Confronting Murderous Men, page 20
Those two white men who came by boat were killed first. At Ningari (Woodah Island)…
Q. Where were they killed?
A. On a boat. At Ningari.
Q. Whose boat was it?
A. It belonged to them. White boat…
Q. Why were the two white men killed?
A. They took Aboriginal ladies.
Q. Who did they take?
A. Number one was Wamirapu, my ngandi (mother). They took me. I was a young girl. And some other women.
Q. Who killed the two white men?
A. My husband. Merara. One more. Djimbaryun.
Q. Dhakiyara [Dhaakiyarr] was your husband?
A. Yes.
Egan explained that through gestures – and a lot of laughter – he learned that nhukanmirri was the verb for sexual intercourse and established that the crude English translation was ‘fuck’.
Q. Marrma blanda, walala nhukanmirri nhuna? (The two white men, did they fuck you?)
A. Yo. Bukmak. (Yes. Everybody.)
Q. What about the white policeman? Did he fuck you?
A No. The policeman who was handcuffed to us did not do anything to the Yolŋgu ladies.
Q. How many ladies were there?
A. One white policeman was sitting with four ladies.
Q. How many policemen altogether?
A. Five balanda. Five Yolŋgu. One tracker was named Djupainma.
Q. When the policeman was speared, were you handcuffed?
A. No. The handcuff was open then. Only chain [holds her wrists]. Like puppy dog.
We were sitting quietly. Only one white man. I got a signal from my husband.
Q. What kind of signal?
A. He talked to me on his fingers. He said, ‘I will kill him’. I passed my fingers in front of my face [gestures].
Q. What does that mean?
A. It means ‘Don’t kill him.’ He said, ‘I’ll kill him. Give me room.’
Q. What was the country like?
A. The policeman was in the open area. My husband was on the edge of the bush.
Q. Did the policeman fire his revolver?
A. He fired the revolver after he had the spear inside him…
Q. How long did the policeman hold you?
A. One day. That afternoon the policeman was killed.
The name Djupainma did not mean anything to Egan at the time, but subsequent inquiries revealed he was Big Pat, the tracker with the party on Woodah Island. It was the first time it had become known he was Djaparri’s brother, and it had taken 43 years to discover.
Rather than having sinister overtones, silence on the matter was probably due to mirriri, a societal force that calls for avoidance of one’s sister. A man must not refer to her by name or associate with her or even look at her.
Djaparri stated that she and the other women had been held for one day and not the two that had been suggested.
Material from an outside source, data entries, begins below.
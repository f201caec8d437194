//! Subcommand implementations.
//!
//! Each command takes its parsed arguments and a [`Context`] carrying the
//! loaded config, the operator prompt and the output stream, so the whole
//! flow can run against in-memory streams in tests.

mod config;
mod crypt;
mod merge;
mod validate;

use std::io::Write;
use std::path::PathBuf;

use crate::config::Config;
use crate::prompt::Prompt;

pub use config::run_config;
pub use crypt::run_crypt;
pub use merge::run_merge;
pub use validate::run_validate;

/// Shared state for a single command run.
#[derive(Debug)]
pub struct Context<P, W> {
    /// Effective configuration.
    pub config: Config,
    /// Skip overwrite confirmations.
    pub assume_yes: bool,
    /// Directory relative paths are resolved against.
    pub working_dir: PathBuf,
    /// Operator prompt.
    pub prompt: P,
    /// Destination of command output.
    pub out: W,
}

impl<P: Prompt, W: Write> Context<P, W> {
    /// Ask before overwriting, unless `--yes` was given.
    fn confirm_overwrite(&mut self, message: &str) -> crate::error::Result<bool> {
        if self.assume_yes {
            return Ok(true);
        }
        self.prompt.confirm(message, false)
    }

    /// Write one line of output. Failures to print never fail the command.
    fn say(&mut self, line: &str) {
        let _ = writeln!(self.out, "{line}");
    }
}
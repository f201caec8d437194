//! Configuration file loading and parsing.

use std::fs;
use std::path::Path;

use anyhow::{Context, Result};
use tracing::{debug, warn};

use super::types::Config;
use crate::error::ForgeError;
use crate::utils::LOCAL_CONFIG_NAME;

/// Load configuration from the specified path.
///
/// # Errors
///
/// Returns [`ForgeError::FileNotFound`] if the file does not exist and
/// [`ForgeError::InvalidConfig`] if it is not valid TOML for [`Config`].
fn load_config_from_path(path: &Path) -> crate::error::Result<Config> {
    if !path.exists() {
        return Err(ForgeError::FileNotFound {
            path: path.to_path_buf(),
        });
    }
    let content = fs::read_to_string(path).map_err(|e| ForgeError::io("read", path, e))?;

    toml::from_str(&content).map_err(|e| ForgeError::InvalidConfig {
        path: path.to_path_buf(),
        message: e.to_string().trim_end().to_string(),
    })
}

fn merge_optional(config: &mut Config, path: &Path, scope: &str) {
    if !path.exists() {
        return;
    }
    match load_config_from_path(path) {
        Ok(layer) => {
            debug!(path = %path.display(), scope, "loaded config");
            config.merge(layer);
        }
        Err(e) => warn!("Failed to load {scope} config at {}: {e}", path.display()),
    }
}

/// Load configuration with proper priority and merging.
///
/// Searches for config files in order of priority (lowest to highest):
/// 1. `~/.config/configforge/config.toml` (user-level)
/// 2. `.configforgerc.toml` in `working_dir`
/// 3. `--config <path>`
///
/// Missing or broken default files are skipped with a warning.
///
/// # Errors
///
/// Returns an error if the file given with `--config` cannot be read or parsed.
pub fn load_config(cli_config_path: Option<&Path>, working_dir: &Path) -> Result<Config> {
    let mut config = Config::default();

    if let Some(user_config_path) = Config::user_config_path() {
        merge_optional(&mut config, &user_config_path, "user");
    }

    merge_optional(&mut config, &working_dir.join(LOCAL_CONFIG_NAME), "project");

    if let Some(cli_path) = cli_config_path {
        let cli_config = load_config_from_path(cli_path).with_context(|| {
            format!(
                "Failed to load config from CLI-specified path: {}",
                cli_path.display()
            )
        })?;
        config.merge(cli_config);
    }

    Ok(config)
}

/// Generate an example configuration file with all options documented.
pub fn generate_example_config() -> String {
    r##"# configforge configuration file
# Place this file at ~/.config/configforge/config.toml for global settings
# or .configforgerc.toml in your working directory for project settings.
# Command-line flags always take precedence.

[merge]
# Destination of `configforge merge`
output = ".env.merged"

# Line written after every merged variable (omit for none).
# It must not look like KEY=VALUE; comments are safe.
# separator = "# ----"

# Conflict handling: "prompt", "keep-existing", "use-new", "fail"
on_conflict = "prompt"

[validate]
# JSON file of the form { "required": ["KEY", ...] }
schema = "config.schema.json"

[appearance]
# Colors: "auto", "always", "never"
color = "auto"

# Show the banner on interactive terminals
banner = true
"##
    .to_string()
}
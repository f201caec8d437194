//! Human-readable merge summary.

use std::path::Path;

use colored::{Color, Colorize};

use super::merge::MergeOutcome;
use super::types::Conflict;
use crate::ui::{self, boxed, BorderStyle, Frame};

/// Render the summary printed after a successful merge.
pub fn render_summary(outcome: &MergeOutcome, destination: &Path) -> String {
    let mut out = ui::success(&format!(
        "Successfully merged {} file(s) → {}",
        outcome.files,
        destination.display()
    ));

    if outcome.has_conflicts() {
        out.push('\n');
        out.push_str(&render_conflicts(&outcome.conflicts));
    }

    out
}

/// Render the boxed conflict listing.
pub fn render_conflicts(conflicts: &[Conflict]) -> String {
    let mut lines = vec![format!(
        "[!] Found {} variable conflict(s):",
        conflicts.len()
    )];
    lines.extend(conflicts.iter().map(|c| {
        format!(
            "{}: \"{}\" → \"{}\" ({})",
            c.key.cyan(),
            c.old_value.red(),
            c.new_value.green(),
            format!("from {}", c.source.display()).yellow()
        )
    }));

    boxed(
        &lines.join("\n"),
        &Frame {
            style: BorderStyle::Double,
            color: Some(Color::Yellow),
            padding: 1,
            ..Frame::default()
        },
    )
}
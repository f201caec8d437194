//! CLI integration tests for configforge.
//!
//! These tests verify the command-line interface behavior using assert_cmd.

use predicates::prelude::*;

use crate::integration::fixtures::create_empty_project;

// ==================== Help and Version ====================

#[test]
fn test_help_output() {
    create_empty_project()
        .cmd()
        .arg("--help")
        .assert()
        .success()
        .stdout(predicate::str::contains(
            "Merge, validate, encrypt and decrypt .env files",
        ))
        .stdout(predicate::str::contains("Usage:"))
        .stdout(predicate::str::contains("merge"))
        .stdout(predicate::str::contains("validate"))
        .stdout(predicate::str::contains("encrypt"))
        .stdout(predicate::str::contains("decrypt"));
}

#[test]
fn test_merge_help_lists_options() {
    create_empty_project()
        .cmd()
        .args(["merge", "--help"])
        .assert()
        .success()
        .stdout(predicate::str::contains("--separator"))
        .stdout(predicate::str::contains("--output"))
        .stdout(predicate::str::contains("--on-conflict"))
        .stdout(predicate::str::contains("keep-existing"));
}

#[test]
fn test_version_output() {
    create_empty_project()
        .cmd()
        .arg("--version")
        .assert()
        .success()
        .stdout(predicate::str::contains("configforge"))
        .stdout(predicate::str::is_match(r"\d+\.\d+\.\d+").unwrap());
}

// ==================== Argument Errors ====================

#[test]
fn test_missing_subcommand_is_an_error() {
    create_empty_project()
        .cmd()
        .assert()
        .failure()
        .stderr(predicate::str::contains("Usage:"));
}

#[test]
fn test_merge_without_files_is_an_error() {
    create_empty_project()
        .cmd()
        .arg("merge")
        .assert()
        .failure()
        .stderr(predicate::str::contains("<FILES>"));
}

#[test]
fn test_unknown_policy_is_an_error() {
    create_empty_project()
        .cmd()
        .args(["merge", "A.env", "--on-conflict", "coin-flip"])
        .assert()
        .failure()
        .stderr(predicate::str::contains("invalid value"));
}

// ==================== Completions ====================

#[test]
fn test_bash_completions() {
    create_empty_project()
        .cmd()
        .args(["completions", "bash"])
        .assert()
        .success()
        .stdout(predicate::str::contains("configforge"))
        .stdout(predicate::str::contains("merge"));
}

#[test]
fn test_zsh_completions() {
    create_empty_project()
        .cmd()
        .args(["completions", "zsh"])
        .assert()
        .success()
        .stdout(predicate::str::contains("#compdef configforge"));
}

// ==================== Debug Logging ====================

#[test]
fn test_debug_logs_to_stderr_only() {
    let project = create_empty_project();
    project.write("A.env", "X=1\n");

    project
        .cmd()
        .args(["--debug", "merge", "A.env"])
        .assert()
        .success()
        .stderr(predicate::str::contains("DEBUG"))
        .stdout(predicate::str::contains("DEBUG").not());
}
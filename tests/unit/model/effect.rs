use super::*;
use std::collections::HashSet;

#[test]
fn catalog_covers_every_variant_with_unique_ids() {
    let mut ids = HashSet::new();
    for e in Effect::all() {
        assert!(ids.insert(e.id()), "duplicate id for {e:?}");
        assert_eq!(Effect::from_id(e.id()), Some(e));
    }
    assert_eq!(ids.len(), 9);
}

#[test]
fn well_known_ids() {
    assert_eq!(Effect::Solid.id(), 0);
    assert_eq!(Effect::Chase.id(), 28);
    assert_eq!(Effect::Twinkle.info().category, EffectCategory::Sparkle);
    assert_eq!(Effect::from_id(250), None);
}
This accords with the women being detained on 1 August.
It had become clear that Wonggu’s sons, Mäw, Natjiyalma and Ngarkaya, had killed the five Japanese fishermen at Caledon Bay on 17 September 1932 for insulting Wonggu and interference with their women.
About 100 kilometres south, on Woodah Island, sometime in March 1933, Dhaakiyarr, Merara and Djimbaryun killed Traynor and Fagan for interfering with their women.
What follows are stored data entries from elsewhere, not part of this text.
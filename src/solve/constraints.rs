use crate::foundation::color::{Rgbw, normalized_contrast};
use crate::foundation::opts::{ConfidenceOpts, EngineOpts, SolverOpts};
use crate::model::intent::{
    AmbiguityFlag, AmbiguityKind, ChoiceValue, ClarificationChoice, DesignIntent, DesignLayer,
    ZoneSelector,
};
use crate::model::roofline::RooflineConfiguration;
use crate::solve::spacing::{SpacingAlternative, check_spacing};
use serde::Serialize;
use std::ops::Range;

/// Which rule a [`ConstraintResult`] checked.
#[derive(Debug, Clone, Copy, PartialEq, Eq, Hash, Serialize)]
#[serde(rename_all = "camelCase")]
pub enum ConstraintKind {
    /// The layer's spacing rule against its zone's pixel count.
    Spacing,
    /// The layer's zone names things the installation has.
    ZoneExists,
    /// Two overlapping layers are distinguishable.
    Contrast,
}

/// Outcome of one check.
#[derive(Debug, Clone, PartialEq, Serialize)]
#[serde(rename_all = "camelCase")]
pub struct ConstraintResult {
    /// What was checked.
    pub kind: ConstraintKind,
    /// Layer the check belongs to (for contrast, the later layer of the pair).
    pub layer_id: String,
    /// Whether the constraint holds.
    pub satisfied: bool,
    /// Why it does not.
    #[serde(skip_serializing_if = "Option::is_none")]
    pub reason: Option<String>,
    /// Ranked spacing alternatives, if any.
    #[serde(skip_serializing_if = "Vec::is_empty")]
    pub alternatives: Vec<SpacingAlternative>,
}

impl ConstraintResult {
    fn pass(kind: ConstraintKind, layer_id: &str) -> Self {
        Self {
            kind,
            layer_id: layer_id.to_owned(),
            satisfied: true,
            reason: None,
            alternatives: Vec::new(),
        }
    }

    fn fail(kind: ConstraintKind, layer_id: &str, reason: impl Into<String>) -> Self {
        Self {
            kind,
            layer_id: layer_id.to_owned(),
            satisfied: false,
            reason: Some(reason.into()),
            alternatives: Vec::new(),
        }
    }
}

/// Everything one solver pass found.
#[derive(Debug, Clone, PartialEq, Serialize)]
#[serde(rename_all = "camelCase")]
pub struct SolveReport {
    /// One entry per check, in layer order.
    pub results: Vec<ConstraintResult>,
    /// Ambiguities the checks uncovered.
    pub ambiguities: Vec<AmbiguityFlag>,
    /// `true` iff every result is satisfied.
    pub all_satisfied: bool,
}

impl SolveReport {
    /// Results that did not hold.
    pub fn failures(&self) -> impl Iterator<Item = &ConstraintResult> {
        self.results.iter().filter(|r| !r.satisfied)
    }

    /// New intent with this report's ambiguities appended.
    ///
    /// An ambiguity whose kind and layer already appear on the intent is skipped. Confidence
    /// drops by the ambiguity penalty for each one added.
    pub fn annotate(&self, intent: &DesignIntent, weights: &ConfidenceOpts) -> DesignIntent {
        let mut ambiguities = intent.ambiguities().to_vec();
        let mut added = 0usize;
        for a in &self.ambiguities {
            let seen = ambiguities
                .iter()
                .any(|b| b.kind == a.kind && b.layer_id == a.layer_id);
            if !seen {
                ambiguities.push(a.clone());
                added += 1;
            }
        }
        let confidence = intent.confidence() - weights.ambiguity_penalty * added as f64;
        intent.derive(intent.layers().to_vec(), ambiguities, confidence)
    }
}

/// Check every layer of `intent` against `config`.
#[tracing::instrument(skip_all, fields(layers = intent.layers().len()))]
pub fn solve(
    intent: &DesignIntent,
    config: &RooflineConfiguration,
    opts: &EngineOpts,
) -> SolveReport {
    let mut results = Vec::new();
    let mut ambiguities = Vec::new();

    for layer in intent.layers() {
        let zone_result = check_zone(layer, config);
        let zone_ok = zone_result.satisfied;
        results.push(zone_result);

        if zone_ok && let Some(rule) = layer.colors.spacing {
            let pixels = layer.zone.pixel_count(config);
            let check = check_spacing(&rule, pixels, &opts.solver);
            if check.satisfied {
                results.push(ConstraintResult::pass(ConstraintKind::Spacing, &layer.id));
            } else {
                let reason = check.reason.clone().unwrap_or_default();
                tracing::debug!(layer = layer.id.as_str(), %reason, "spacing does not fit");
                ambiguities.push(spacing_ambiguity(layer, &reason, &check.alternatives));
                results.push(ConstraintResult {
                    alternatives: check.alternatives,
                    ..ConstraintResult::fail(ConstraintKind::Spacing, &layer.id, reason)
                });
            }
        }
    }

    let layers = intent.layers();
    for (i, a) in layers.iter().enumerate() {
        for b in &layers[i + 1..] {
            // Same primary on both layers reads as one color, not a contrast problem.
            if a.colors.primary == b.colors.primary || !zones_intersect(a, b, config) {
                continue;
            }
            let contrast = normalized_contrast(a.colors.primary, b.colors.primary);
            if contrast >= opts.solver.min_contrast {
                results.push(ConstraintResult::pass(ConstraintKind::Contrast, &b.id));
                continue;
            }
            let reason = format!(
                "\"{}\" and \"{}\" overlap with contrast {contrast:.2}",
                a.name, b.name
            );
            let adjusted = adjust_for_contrast(a.colors.primary, b.colors.primary, &opts.solver);
            ambiguities.push(low_contrast_ambiguity(a, b, &reason, adjusted));
            results.push(ConstraintResult::fail(ConstraintKind::Contrast, &b.id, reason));
        }
    }

    let all_satisfied = results.iter().all(|r| r.satisfied);
    tracing::debug!(
        checks = results.len(),
        ambiguities = ambiguities.len(),
        all_satisfied,
        "solve finished"
    );
    SolveReport {
        results,
        ambiguities,
        all_satisfied,
    }
}

fn check_zone(layer: &DesignLayer, config: &RooflineConfiguration) -> ConstraintResult {
    let kind = ConstraintKind::ZoneExists;
    let total = config.total_pixel_count();
    match &layer.zone {
        ZoneSelector::Segments { ids } => {
            let missing: Vec<&str> = ids
                .iter()
                .filter(|id| config.segment(id).is_none())
                .map(String::as_str)
                .collect();
            if missing.is_empty() {
                ConstraintResult::pass(kind, &layer.id)
            } else {
                ConstraintResult::fail(
                    kind,
                    &layer.id,
                    format!("unknown segment(s): {}", missing.join(", ")),
                )
            }
        }
        ZoneSelector::Level { level } => {
            if config.has_level(*level) {
                ConstraintResult::pass(kind, &layer.id)
            } else {
                ConstraintResult::fail(kind, &layer.id, format!("no segment on level {level}"))
            }
        }
        ZoneSelector::Custom { ranges } => match ranges.iter().find(|r| r.end >= total) {
            None => ConstraintResult::pass(kind, &layer.id),
            Some(r) => ConstraintResult::fail(
                kind,
                &layer.id,
                format!(
                    "pixel range {}..={} runs past the last pixel ({})",
                    r.start,
                    r.end,
                    total.saturating_sub(1)
                ),
            ),
        },
        ZoneSelector::Architectural { .. } | ZoneSelector::Location { .. } => {
            if layer.zone.pixel_count(config) > 0 {
                ConstraintResult::pass(kind, &layer.id)
            } else {
                ConstraintResult::fail(
                    kind,
                    &layer.id,
                    format!("no segment matches {}", layer.zone.describe()),
                )
            }
        }
        ZoneSelector::All => ConstraintResult::pass(kind, &layer.id),
    }
}

fn zones_intersect(a: &DesignLayer, b: &DesignLayer, config: &RooflineConfiguration) -> bool {
    let ra = a.zone.resolve(config);
    let rb = b.zone.resolve(config);
    ra.iter().any(|x| rb.iter().any(|y| ranges_overlap(x, y)))
}

fn ranges_overlap(a: &Range<u32>, b: &Range<u32>) -> bool {
    a.start < b.end && b.start < a.end
}

/// Move `later` towards white or black until it separates from `earlier`.
///
/// Tries the direction `later` already leans first in steps of a tenth. Falls back to whichever
/// extreme separates best when the threshold cannot be reached.
pub(crate) fn adjust_for_contrast(earlier: Rgbw, later: Rgbw, opts: &SolverOpts) -> Rgbw {
    let lighter = later.relative_luminance() >= earlier.relative_luminance();
    let (first, second) = if lighter {
        (Rgbw::WHITE, Rgbw::BLACK)
    } else {
        (Rgbw::BLACK, Rgbw::WHITE)
    };
    for target in [first, second] {
        for step in 1..=10 {
            let candidate = later.lerp(target, f64::from(step) / 10.0);
            if normalized_contrast(earlier, candidate) >= opts.min_contrast {
                return candidate;
            }
        }
    }
    if normalized_contrast(earlier, Rgbw::WHITE) >= normalized_contrast(earlier, Rgbw::BLACK) {
        Rgbw::WHITE
    } else {
        Rgbw::BLACK
    }
}

fn spacing_ambiguity(
    layer: &DesignLayer,
    reason: &str,
    alternatives: &[SpacingAlternative],
) -> AmbiguityFlag {
    AmbiguityFlag {
        kind: AmbiguityKind::SpacingImpossible,
        description: format!("Spacing on \"{}\" does not fit: {reason}", layer.name),
        source_clause: layer.name.clone(),
        layer_id: Some(layer.id.clone()),
        choices: alternatives
            .iter()
            .enumerate()
            .map(|(i, alt)| {
                ClarificationChoice::new(
                    format!("alt-{i}"),
                    alt.label.clone(),
                    i == 0,
                    Some(ChoiceValue::Spacing { rule: alt.rule }),
                )
            })
            .collect(),
    }
}

fn low_contrast_ambiguity(
    earlier: &DesignLayer,
    later: &DesignLayer,
    reason: &str,
    adjusted: Rgbw,
) -> AmbiguityFlag {
    AmbiguityFlag {
        kind: AmbiguityKind::LowContrast,
        description: format!("{reason}; they may be hard to tell apart"),
        source_clause: format!("{} / {}", earlier.name, later.name),
        layer_id: Some(later.id.clone()),
        choices: vec![
            ClarificationChoice::new("keep", "Keep as is", true, Some(ChoiceValue::Keep)),
            ClarificationChoice::new(
                "increase-contrast",
                "Increase brightness difference",
                false,
                Some(ChoiceValue::Color { color: adjusted }),
            ),
        ],
    }
}

#[cfg(test)]
#[path = "../../tests/unit/solve/constraints.rs"]
mod tests;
Nearly five months later, on 1 August 1933, the investigating party under Constable Morey held four Aboriginal women for questioning, three of whom appeared to be Dhaakiyarr’s wives; as a result, Dhaakiyarr speared the sole officer guarding them while the others searched for their menfolk. Constable McColl fired off shots after he was mortally wounded. McColl was killed because he was detaining one of Dhaakiyarr’s wives, the other women having run off, but also because the killer knew something the police did not; he and others had killed Traynor and Fagan. He needed distance between himself, his people and the police party. He may have assumed the police knew of the killings and were in the area to investigate it. This chronology was unknown until late 1933 and still the authorities believed the offences, when all were discovered, had been committed by the one clan.
* * *
On 19 January 1934, the peace party went ashore and met Dhaakiyarr. They found the people scared and nervous, as they feared an imminent attack by Wonggu. For this reason, Dhaakiyarr would not accompany Dyer and the others to the scene of Traynor and Fagan’s slaying. The party went to Woodah Island, where Dyer found human bones on a beach, which he collected and later gave to Morey. Gray was of the opinion the remains were those of William Fagan.
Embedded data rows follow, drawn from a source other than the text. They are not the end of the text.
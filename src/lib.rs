//! Lumina compiles free-text lighting instructions into per-pixel programs for addressable LED
//! rooflines.
//!
//! The pipeline is a chain of pure transforms, each returning a new value:
//!
//! - [`parse_intent`] turns text into a [`DesignIntent`] with ambiguities and a confidence score
//! - [`solve`] checks the intent against a [`RooflineConfiguration`]
//! - [`build_questions`] and [`apply_clarifications`] resolve what the text left open
//! - [`lower_intent`] / [`lower_template`] paint pixels, [`encode_pixels`] /
//!   [`encode_segment`] build the controller message
//!
//! [`DesignSession`] drives the whole chain; [`deliver`] sends the result with bounded retry.
#![forbid(unsafe_code)]

mod foundation;

pub(crate) mod clarify;
pub(crate) mod encode;
pub(crate) mod lower;
pub(crate) mod model;
pub(crate) mod parse;
pub(crate) mod session;
pub(crate) mod solve;
pub(crate) mod transport;

pub use crate::foundation::color::{Rgbw, normalized_contrast, parse_hex};
pub use crate::foundation::error::{LuminaError, LuminaResult};
pub use crate::foundation::opts::{
    ClarifyOpts, ConfidenceOpts, EngineOpts, OutputOpts, ParseOpts, SolverOpts, TransportOpts,
};

pub use crate::model::effect::{Effect, EffectCategory, EffectInfo};
pub use crate::model::group::LedColorGroup;
pub use crate::model::intent::{
    AmbiguityFlag, AmbiguityKind, ChoiceValue, ClarificationChoice, ColorAssignment,
    DesignIntent, DesignLayer, MotionDirection, MotionSettings, MotionType, PatternRule,
    PixelRange, SpacingRule, ZoneSelector,
};
pub use crate::model::roofline::{
    ArchitecturalRole, Location, RooflineConfiguration, RooflineDef, Segment, SegmentDirection,
    SegmentType,
};

pub use crate::parse::assemble::{parse_intent, parse_intent_at};
pub use crate::solve::constraints::{ConstraintKind, ConstraintResult, SolveReport, solve};
pub use crate::solve::spacing::{
    SpacingAlternative, SpacingCheck, check_equally_spaced, check_every_nth, check_pattern,
    check_spacing,
};

pub use crate::clarify::apply::{Answer, Answers, EnteredValue, apply_clarifications};
pub use crate::clarify::questions::{
    ClarificationKind, ClarificationOption, ClarificationQuestion, OptionHint, build_questions,
};

pub use crate::lower::intent::lower_intent;
pub use crate::lower::merge::merge_groups;
pub use crate::lower::template::{PatternTemplate, ResolvedPattern, lower_template};

pub use crate::encode::payload::{
    DevicePayload, SegmentEffect, SegmentPayload, encode_pixels, encode_segment,
};

pub use crate::transport::command::{
    BridgeCommand, CommandKind, HttpMethod, command_topic, status_topic,
};
pub use crate::transport::retry::{
    DeliveryReport, DeviceTransport, InMemoryTransport, RetryPolicy, TransportFailure, deliver,
};
pub use crate::transport::store::{DesignStore, MemoryDesignStore, StoredDesign};

pub use crate::session::design::{
    AcceptRecommended, ClarificationResponder, DesignSession, PayloadForm, ResolveOutcome,
};
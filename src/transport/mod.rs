pub(crate) mod command;
pub(crate) mod retry;
pub(crate) mod store;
The missionaries sailed on to Caledon Bay on 23 January, where they were met by a friendly Wonggu, who gave them permission to set up a mission. After moving back to Woodah Island on 1 March 1934, they again interviewed Dhaakiyarr. Warren reported that he admitted killing McColl because he had taken his wife. She had called out to Dhaakiyarr. This time they were told that McColl had fired one shot but missed, and then he was speared. All of this questioning appears to have taken place by sitting down with the group as a whole and this may have contaminated their accounts, apart from the obvious language difficulties. More clarity may have been achieved had they followed police procedure and interviewed each alone.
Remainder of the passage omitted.